Exiting a bad personal or professional situation is a puzzle with a lot of pieces. And like a jigsaw puzzle, the pieces must interlock to create a bigger picture beyond your current situation. One time I was considering a young candidate for a high stress position and we were on the fence about his decision-making skills. We decided to check his references and a previous employer told us that on his last day, he forged his manager’s signature when he wanted to leave early and the manager wasn’t available. They also said that prior to this incident he was a good employee but this action was unacceptable. If I didn’t already have reservations about his judgment, I could have cited immaturity but since I did, we didn’t hire him.

Considering the bigger picture vs. acting on current frustration may serve you better if you ask yourself “what will I accomplish by trying to exact revenge?” and “what if I need a clearance or reference in the future, will my exit negatively impact this? Even if you are feeling unappreciated or wronged, why taint your previous successes or contributions with a bitter exit?

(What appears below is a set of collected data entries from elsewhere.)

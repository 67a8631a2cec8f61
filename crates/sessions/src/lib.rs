//! Session context synchronized between the two ends of a connection.
//!
//! Installing [`SessionSync`] on both nodes gives every connection a
//! [`Session`]: a typed key-value context that both sides read locally and
//! change through transactions. Each entry carries a [`Revision`]; an
//! update only applies when the revisions it was based on are still
//! current, and conflicting transactions retry from a fresh snapshot.
//!
//! Outgoing calls wait for any update in flight, so the peer always sees a
//! context change before the calls that follow it.
//!
//! ```ignore
//! const LOCALE: Key<String> = Key::new("locale");
//!
//! let client = NodeBuilder::new().extension(SessionSync::new()).connect(connection).await?;
//! let session = client.extension::<SessionExtension>().map(|e| e.session().clone());
//! session.transaction(|m| m.set(&LOCALE, &"fr".to_string())).await?;
//! ```
#![warn(missing_docs)]
#![warn(clippy::all)]
#![warn(clippy::pedantic)]
#![warn(clippy::nursery)]

mod config;
mod context;
pub mod error;
mod extension;
mod key;
mod mutator;
mod plugin;
mod session;

pub use config::SessionConfig;
pub use context::{Context, ContextEntry};
pub use error::{Result, SessionError};
pub use extension::{SESSION_EXTENSION, SessionExtension, SessionSync};
pub use key::{Key, Revision};
pub use mutator::{Modification, Mutator, OutgoingContextUpdate, UpdateOutcome};
pub use plugin::{ModificationOrigin, SessionPlugin};
pub use session::{SESSION_SERVICE, Session};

A better option to serve your bigger picture is to be grateful for your new job and celebrate your victory by giving proper notice, completing all the work you can and creating an action plan for the next person. Just release the “bitter” and move to “better.”

Whether it is a personal or professional exit, sometimes you have to use the motto: “I don’t want to be your friend or foe; it is just time for me to go.” It doesn’t mean the person or the organization isn’t good, it just means they weren’t good for you.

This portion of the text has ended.